Get all the twitter links in a web page using RSelenium

Question

I am trying to collect URLs from a webpage with Rselenium, but getting InvalidSelector error

Use R 3.6.0 on Windows 10 PC, Rselenium 1.7.5 with Chrome webdriver (chromever="75.0.3770.8")


library(RSelenium)

rD <- rsDriver(browser=c("chrome"), chromever="75.0.3770.8")
remDr <- remoteDriver(port = 4567L, browserName = "chrome")
remDr$open()

url <- "https://www.aph.gov.au/Senators_and_Members/Parliamentarian_Search_Results?q=&mem=1&par=1&gen=0&ps=96"
remDr$navigate(url)

tt <- remDr$findElements(using = "xpath", "//a[contains(@href,'http://twitter.com/')]/@href")

I expect to collect URLs to Twitter accounts of politicians listed. Instead I am getting the next error:

Selenium message:

invalid selector: The result of the xpath expression "//a[contains(@href,'http://twitter.com/')]/@href" is: [object Attr]. It should be an element.
  (Session info: chrome=75.0.3770.80)
For documentation on this error, please visit: https://www.seleniumhq.org/exceptions/invalid_selector_exception.html
Build info: version: '4.0.0-alpha-1', revision: 'd1d3728cae', time: '2019-04-24T16:15:24'
System info: host: 'ALEX-DELL-17', ip: '10.0.75.1', os.name: 'Windows 10', os.arch: 'amd64', os.version: '10.0', java.version: '1.8.0_191'
Driver info: driver.version: unknown

Error: Summary: InvalidSelector Detail: Argument was an invalid selector (e.g. XPath/CSS). class: org.openqa.selenium.InvalidSelectorException Further Details: run errorDetails method

When I make a similar search for very specific element all works fine, example:

tt <- remDr$findElement(value = '//a[@href = "http://twitter.com/AlboMP"]')

then

tt$getElementAttribute('href')

returns me URL I need

What am I doing wrong?

When I checked the site, there is no element with such xpath. Can you try it with css_selector or link text? — Prasanth Ganesan, Jun 13 '19 at 08:44
The code should look for all links to twitter, it suppose to find all URLs that include http://twitter.com The bottom code with strict search condition (concrete twitter URL) works fine. Maybe the issue is with that soft xpath syntax, but I don't see what is wrong there. — Alex, Jun 13 '19 at 09:34

undetected Selenium · Answer 1 · 2019-06-13T10:04:14.923

1

This error message...

invalid selector: The result of the xpath expression "//a[contains(@href,'http://twitter.com/')]/@href" is: [object Attr]. It should be an element.

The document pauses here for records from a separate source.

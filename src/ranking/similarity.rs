//! Cosine similarity scoring between a query vector and candidate vectors.
//!
//! The scorer is a pure function over its inputs and is shared verbatim by
//! section-level and chunk-level ranking; it never special-cases
//! granularity.

/// Cosine similarity between two vectors, clamped to `[-1, 1]`.
///
/// Anything that would be non-finite — a zero-norm vector, a dimension
/// mismatch — coerces to `0.0` rather than propagating as NaN.
#[must_use]
pub fn cosine_similarity(a: &[f32], b: &[f32]) -> f32 {
    if a.len() != b.len() {
        return 0.0;
    }

    let dot: f32 = a.iter().zip(b).map(|(x, y)| x * y).sum();
    let norm_a: f32 = a.iter().map(|x| x * x).sum::<f32>().sqrt();
    let norm_b: f32 = b.iter().map(|x| x * x).sum::<f32>().sqrt();

    let value = dot / (norm_a * norm_b);
    if value.is_finite() {
        value.clamp(-1.0, 1.0)
    } else {
        0.0
    }
}

/// One similarity score per content vector, in input order.
#[must_use]
pub fn cosine_similarities(query: &[f32], contents: &[Vec<f32>]) -> Vec<f32> {
    contents
        .iter()
        .map(|content| cosine_similarity(query, content))
        .collect()
}

#[cfg(test)]
mod tests {
    use super::*;

    #[test]
    fn parallel_vectors_score_one() {
        let score = cosine_similarity(&[1.0, 2.0, 3.0], &[2.0, 4.0, 6.0]);
        assert!((score - 1.0).abs() < 1e-6);
    }

    #[test]
    fn opposite_vectors_score_negative_one() {
        let score = cosine_similarity(&[1.0, 0.0], &[-3.0, 0.0]);
        assert!((score + 1.0).abs() < 1e-6);
    }

    #[test]
    fn orthogonal_vectors_score_zero() {
        let score = cosine_similarity(&[1.0, 0.0], &[0.0, 5.0]);
        assert!(score.abs() < 1e-6);
    }

    #[test]
    fn zero_norm_vector_scores_zero_not_nan() {
        let score = cosine_similarity(&[0.0, 0.0], &[1.0, 2.0]);
        assert_eq!(score, 0.0);
        assert_eq!(cosine_similarity(&[], &[]), 0.0);
    }

    #[test]
    fn dimension_mismatch_scores_zero() {
        assert_eq!(cosine_similarity(&[1.0, 2.0], &[1.0]), 0.0);
    }

    #[test]
    fn batch_preserves_input_order() {
        let query = vec![1.0, 0.0];
        let contents = vec![vec![1.0, 0.0], vec![0.0, 1.0], vec![-1.0, 0.0]];
        let scores = cosine_similarities(&query, &contents);
        assert_eq!(scores.len(), 3);
        assert!(scores[0] > scores[1]);
        assert!(scores[1] > scores[2]);
    }
}
//! Core domain types for the ranksmith pipeline.
//!
//! This module defines the types that cross the system's boundaries: the
//! outline and page-layout records consumed from upstream collaborators, and
//! the section/ranking values produced by the pipeline stages.
//!
//! # Key Types
//!
//! - [`PageIndex`]: single page-numbering convention for the whole crate
//! - [`HeadingLevel`]: outline depth with a string round-trip encoding
//! - [`DocumentInput`]: one document (name + optional outline + page layout)
//! - [`Section`]: heading-bounded text, immutable once built
//! - [`RankedSection`]: a [`Section`] composed with its score and rank
//! - [`SubsectionResult`]: the best sub-passage selected within a section

use serde::{Deserialize, Serialize};
use std::fmt;

/// Zero-based page position within a document.
///
/// Upstream collaborators disagree on page numbering (outline sources are
/// typically zero-based, reader-facing output is one-based). `PageIndex`
/// fixes the convention once at the boundary: construct with
/// [`from_zero_based`](Self::from_zero_based) or
/// [`from_one_based`](Self::from_one_based), and convert back out with
/// [`one_based`](Self::one_based) only when formatting output.
///
/// # Examples
///
/// ```rust
/// use ranksmith::types::PageIndex;
///
/// let page = PageIndex::from_one_based(3);
/// assert_eq!(page.zero_based(), 2);
/// assert_eq!(page.one_based(), 3);
/// ```
#[derive(Clone, Copy, Debug, PartialEq, Eq, PartialOrd, Ord, Hash, Serialize, Deserialize)]
#[serde(transparent)]
pub struct PageIndex(usize);

impl PageIndex {
    /// Wraps a zero-based page position.
    #[must_use]
    pub fn from_zero_based(index: usize) -> Self {
        Self(index)
    }

    /// Converts a one-based page number into the internal convention.
    ///
    /// A page number of `0` (invalid in one-based counting) clamps to the
    /// first page rather than wrapping.
    #[must_use]
    pub fn from_one_based(page_number: usize) -> Self {
        Self(page_number.saturating_sub(1))
    }

    /// The zero-based position, used for indexing into page sequences.
    #[must_use]
    pub fn zero_based(self) -> usize {
        self.0
    }

    /// The one-based page number, used in reader-facing output.
    #[must_use]
    pub fn one_based(self) -> usize {
        self.0 + 1
    }
}

impl fmt::Display for PageIndex {
    fn fmt(&self, f: &mut fmt::Formatter<'_>) -> fmt::Result {
        write!(f, "page {}", self.one_based())
    }
}

/// Outline depth of a heading.
///
/// Supports the common `H1`..`H6` levels plus a forward-compatible
/// [`Other`](Self::Other) variant for outline sources that emit unusual
/// level labels. The [`encode`](Self::encode)/[`decode`](Self::decode) pair
/// round-trips through the plain string form used by outline records.
///
/// # Examples
///
/// ```rust
/// use ranksmith::types::HeadingLevel;
///
/// assert_eq!(HeadingLevel::decode("H2"), HeadingLevel::H2);
/// assert_eq!(HeadingLevel::H2.encode(), "H2");
///
/// // Unknown labels survive the round-trip
/// let odd = HeadingLevel::decode("chapter");
/// assert_eq!(odd.encode(), "chapter");
/// ```
#[derive(Clone, Debug, PartialEq, Eq, Hash, Serialize, Deserialize)]
#[serde(from = "String", into = "String")]
pub enum HeadingLevel {
    H1,
    H2,
    H3,
    H4,
    H5,
    H6,
    /// Any level label not covered by `H1`..`H6`.
    Other(String),
}

impl HeadingLevel {
    /// Encode a level into its persisted string form.
    #[must_use]
    pub fn encode(&self) -> String {
        match self {
            Self::H1 => "H1".to_string(),
            Self::H2 => "H2".to_string(),
            Self::H3 => "H3".to_string(),
            Self::H4 => "H4".to_string(),
            Self::H5 => "H5".to_string(),
            Self::H6 => "H6".to_string(),
            Self::Other(label) => label.clone(),
        }
    }

    /// Decode a persisted string form back into a level.
    ///
    /// Unrecognized labels become [`Other`](Self::Other) so outline sources
    /// with exotic level names still parse.
    #[must_use]
    pub fn decode(s: &str) -> Self {
        match s {
            "H1" => Self::H1,
            "H2" => Self::H2,
            "H3" => Self::H3,
            "H4" => Self::H4,
            "H5" => Self::H5,
            "H6" => Self::H6,
            other => Self::Other(other.to_string()),
        }
    }
}

impl fmt::Display for HeadingLevel {
    fn fmt(&self, f: &mut fmt::Formatter<'_>) -> fmt::Result {
        write!(f, "{}", self.encode())
    }
}

impl From<String> for HeadingLevel {
    fn from(s: String) -> Self {
        Self::decode(&s)
    }
}

impl From<HeadingLevel> for String {
    fn from(level: HeadingLevel) -> Self {
        level.encode()
    }
}

impl From<&str> for HeadingLevel {
    fn from(s: &str) -> Self {
        Self::decode(s)
    }
}

/// One detected heading in a document outline.
///
/// Produced upstream (outline detection) and consumed in document reading
/// order by the boundary resolver; the resolver trusts the caller's order
/// and never re-sorts.
#[derive(Clone, Debug, PartialEq, Serialize, Deserialize)]
pub struct OutlineEntry {
    pub level: HeadingLevel,
    pub text: String,
    pub page: PageIndex,
}

impl OutlineEntry {
    pub fn new(level: impl Into<HeadingLevel>, text: impl Into<String>, page: PageIndex) -> Self {
        Self {
            level: level.into(),
            text: text.into(),
            page,
        }
    }
}

/// The outline record supplied by the upstream outline source.
#[derive(Clone, Debug, Default, PartialEq, Serialize, Deserialize)]
pub struct DocumentOutline {
    #[serde(default)]
    pub title: String,
    #[serde(default)]
    pub outline: Vec<OutlineEntry>,
}

/// One positioned text block on a page.
///
/// The atomic unit the boundary resolver consumes. Blocks arrive from the
/// layout collaborator already sorted by vertical position; concatenation
/// order depends on it.
#[derive(Clone, Debug, PartialEq, Serialize, Deserialize)]
pub struct TextBlock {
    pub text: String,
    pub y_top: f32,
    pub y_bottom: f32,
}

impl TextBlock {
    pub fn new(text: impl Into<String>, y_top: f32, y_bottom: f32) -> Self {
        Self {
            text: text.into(),
            y_top,
            y_bottom,
        }
    }
}

/// The ordered text blocks of a single page.
#[derive(Clone, Debug, Default, PartialEq, Serialize, Deserialize)]
pub struct PageLayout {
    pub blocks: Vec<TextBlock>,
}

impl PageLayout {
    pub fn new(blocks: Vec<TextBlock>) -> Self {
        Self { blocks }
    }

    /// Returns `true` when the page carries no text blocks.
    #[must_use]
    pub fn is_empty(&self) -> bool {
        self.blocks.is_empty()
    }

    /// Iterates over the block texts in layout order.
    pub fn block_texts(&self) -> impl Iterator<Item = &str> {
        self.blocks.iter().map(|block| block.text.as_str())
    }
}

/// One document handed to the pipeline: a name, the pages' layout, and an
/// optional outline. Documents without an outline are segmented by the
/// degraded heuristic path.
#[derive(Clone, Debug, PartialEq, Serialize, Deserialize)]
pub struct DocumentInput {
    pub name: String,
    #[serde(default)]
    pub outline: Option<DocumentOutline>,
    #[serde(default)]
    pub pages: Vec<PageLayout>,
}

impl DocumentInput {
    pub fn new(name: impl Into<String>, pages: Vec<PageLayout>) -> Self {
        Self {
            name: name.into(),
            outline: None,
            pages,
        }
    }

    /// Attach the outline record for this document.
    #[must_use]
    pub fn with_outline(mut self, outline: DocumentOutline) -> Self {
        self.outline = Some(outline);
        self
    }
}

/// The text content owned by one heading, bounded by the next heading or
/// the document end.
///
/// Immutable once built: ranking composes a [`RankedSection`] around it
/// instead of mutating the section in place, and the content is never
/// re-sliced after assignment.
#[derive(Clone, Debug, PartialEq, Serialize, Deserialize)]
pub struct Section {
    pub document: String,
    pub heading: String,
    pub page: PageIndex,
    pub level: HeadingLevel,
    pub content: String,
}

/// A [`Section`] composed with its relevance score and importance rank.
///
/// `importance_rank` is 1-indexed and dense; ties in `relevance_score`
/// keep the sections' original discovery order.
#[derive(Clone, Debug, PartialEq, Serialize, Deserialize)]
pub struct RankedSection {
    pub section: Section,
    pub relevance_score: f32,
    pub importance_rank: usize,
}

/// The single best sub-passage selected within one analyzed section.
///
/// `chunk_score` is `None` when the section yielded no usable chunks and
/// the refined text is the truncated section content (degraded result).
#[derive(Clone, Debug, PartialEq, Serialize, Deserialize)]
pub struct SubsectionResult {
    pub document: String,
    pub page: PageIndex,
    pub refined_text: String,
    pub chunk_score: Option<f32>,
}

......implies that your XPath expression was not a valid one.

The xpath expression:

//a[contains(@href,'http://twitter.com/')]/@href

doesn't return an element. It would return a [object Attr]. While this was acceptable using Selenium RC but the methods of WebDriver's WebElement interface requires an element object, not just any DOM node object.

To sum it up, Selenium still doesn't supports this format. and to fix the issue, you'd need to change the HTML markup to wrap the text node inside an element, like a .

Solution

To fix this issue you need to use findElements and create a List:

findElements(value = '//a[@href = "http://twitter.com/AlboMP"]')

Now, you can iterate over the List and using getElementAttribute('href') method you can extract the URLs.

Reference

InvalidSelectorError: The result of the xpath expression is: [object Text]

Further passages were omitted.